Covid-19 · History India South Asia · History of Medicine · Medicine & Doctors · Public health

Covid-19 in India: a short history of the Epidemic Diseases Act

In late March I wrote a piece for The Wire on the century-old Epidemic Diseases Act. The full link is here. Below are some excerpts from that article, and also a link to one original primary source from the late 1890s: the proceedings of the Council of the Governor-General at Calcutta.

Many states in India have been invoking an old legal instrument in response to the COVID-19 pandemic: the Epidemic Diseases Act of 1897, a two-page law that has remained largely unchanged for its 123 years of existence. That is, we are controlling a 2020 pandemic using a law that was developed when people hadn’t yet begun using radio-sets and vitamin supplements didn’t exist. Experts have argued that the law continues unchanged because it is more or less adequate for its purpose. In any case we have to make do with it for now, at least for the duration of the pandemic. In such a scenario it might be helpful to know a bit more about the origins and history of this legislation.
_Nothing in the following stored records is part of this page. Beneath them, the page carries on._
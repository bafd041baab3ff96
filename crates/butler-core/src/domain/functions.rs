//! Capability table: the named functions markers may call.
//!
//! The table is assembled before the run and never changes while jobs
//! execute. Engines receive it by reference and must reject calls to names
//! that are not in it.

use std::collections::BTreeMap;
use std::fmt;
use std::sync::Arc;

use serde_json::Value;
use thiserror::Error;

use crate::domain::{Context, case};

/// Failure raised by a capability function.
#[derive(Debug, Error, Clone, PartialEq)]
pub enum FunctionError {
    #[error("{function} expects {expected} argument(s), got {got}")]
    Arity {
        function: String,
        expected: usize,
        got: usize,
    },

    #[error("{function}: argument {position} must be {expected}")]
    Type {
        function: String,
        position: usize,
        expected: &'static str,
    },

    #[error("map access with key '{key}' failed")]
    MissingAnswer { key: String },
}

/// A callable exposed to markers.
pub type Capability = Arc<dyn Fn(&Context, &[Value]) -> Result<Value, FunctionError> + Send + Sync>;

/// Named functions available to the expression language.
#[derive(Clone, Default)]
pub struct FunctionTable {
    functions: BTreeMap<String, Capability>,
}

impl FunctionTable {
    /// An empty table.
    pub fn new() -> Self {
        Self::default()
    }

    /// The built-in functions every template may rely on.
    ///
    /// | Name              | Call                      |
    /// |-------------------|---------------------------|
    /// | `toCamelCase`     | `toCamelCase .Project.Name` |
    /// | `toPascalCase`    | `toPascalCase "my app"`   |
    /// | `toSnakeCase`     | `toSnakeCase .Vars.x`     |
    /// | `toKebabCase`     | `toKebabCase .Vars.x`     |
    /// | `join`            | `join list ", "`          |
    /// | `getSurveyResult` | `getSurveyResult "db"`    |
    pub fn standard() -> Self {
        Self::new()
            .with("toCamelCase", case_fn("toCamelCase", case::to_camel_case))
            .with("toPascalCase", case_fn("toPascalCase", case::to_pascal_case))
            .with("toSnakeCase", case_fn("toSnakeCase", case::to_snake_case))
            .with("toKebabCase", case_fn("toKebabCase", case::to_kebab_case))
            .with("join", join)
            .with("getSurveyResult", survey_result)
    }

    /// Add or replace a function.
    pub fn with<F>(mut self, name: impl Into<String>, f: F) -> Self
    where
        F: Fn(&Context, &[Value]) -> Result<Value, FunctionError> + Send + Sync + 'static,
    {
        self.functions.insert(name.into(), Arc::new(f));
        self
    }

    pub fn get(&self, name: &str) -> Option<&Capability> {
        self.functions.get(name)
    }

    pub fn contains(&self, name: &str) -> bool {
        self.functions.contains_key(name)
    }

    pub fn names(&self) -> impl Iterator<Item = &str> {
        self.functions.keys().map(String::as_str)
    }
}

impl fmt::Debug for FunctionTable {
    fn fmt(&self, f: &mut fmt::Formatter<'_>) -> fmt::Result {
        f.debug_set().entries(self.functions.keys()).finish()
    }
}

/// Text form of a value as it appears in rendered output.
pub fn display_value(value: &Value) -> String {
    match value {
        Value::Null => "<no value>".to_string(),
        Value::String(s) => s.clone(),
        Value::Bool(b) => b.to_string(),
        Value::Number(n) => n.to_string(),
        Value::Array(items) => {
            let parts: Vec<String> = items.iter().map(display_value).collect();
            format!("[{}]", parts.join(" "))
        }
        Value::Object(map) => {
            let parts: Vec<String> = map
                .iter()
                .map(|(k, v)| format!("{}:{}", k, display_value(v)))
                .collect();
            format!("map[{}]", parts.join(" "))
        }
    }
}

fn check_arity(function: &str, args: &[Value], expected: usize) -> Result<(), FunctionError> {
    if args.len() == expected {
        Ok(())
    } else {
        Err(FunctionError::Arity {
            function: function.to_string(),
            expected,
            got: args.len(),
        })
    }
}

fn string_arg<'a>(function: &str, args: &'a [Value], position: usize) -> Result<&'a str, FunctionError> {
    args[position].as_str().ok_or_else(|| FunctionError::Type {
        function: function.to_string(),
        position: position + 1,
        expected: "a string",
    })
}

fn case_fn(
    name: &'static str,
    convert: fn(&str) -> String,
) -> impl Fn(&Context, &[Value]) -> Result<Value, FunctionError> + Send + Sync + 'static {
    move |_ctx, args| {
        check_arity(name, args, 1)?;
        Ok(Value::String(convert(string_arg(name, args, 0)?)))
    }
}

fn join(_ctx: &Context, args: &[Value]) -> Result<Value, FunctionError> {
    check_arity("join", args, 2)?;
    let items = args[0].as_array().ok_or_else(|| FunctionError::Type {
        function: "join".into(),
        position: 1,
        expected: "a list",
    })?;
    let separator = string_arg("join", args, 1)?;
    let parts: Vec<String> = items.iter().map(display_value).collect();
    Ok(Value::String(parts.join(separator)))
}

fn survey_result(ctx: &Context, args: &[Value]) -> Result<Value, FunctionError> {
    check_arity("getSurveyResult", args, 1)?;
    let key = string_arg("getSurveyResult", args, 0)?;
    ctx.answer(key)
        .cloned()
        .ok_or_else(|| FunctionError::MissingAnswer {
            key: key.to_string(),
        })
}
The 1896 bubonic plague epidemic of Bombay (now Mumbai), which began in September that year and gradually spread to most parts of the subcontinent, is a well-known major event from colonial India. As has been the case with epidemics, panic and scapegoating formed a major part of the societal response, and extreme measures dominated the administrative response. On January 19, 1897, about four months after the plague was identified in Bombay, Queen Victoria delivered a speech to both houses of the British Parliament, and in which she said she had “directed [her] Government to take the most stringent measures at their disposal for the eradication of the pestilence.” The Epidemic Diseases Act is the avatar these stringent measures eventually took.

The Act was passed in Feb 1897 at the Council of the Governor-General of India in Calcutta. You’ll find the full text of these debates on the HathiTrust website.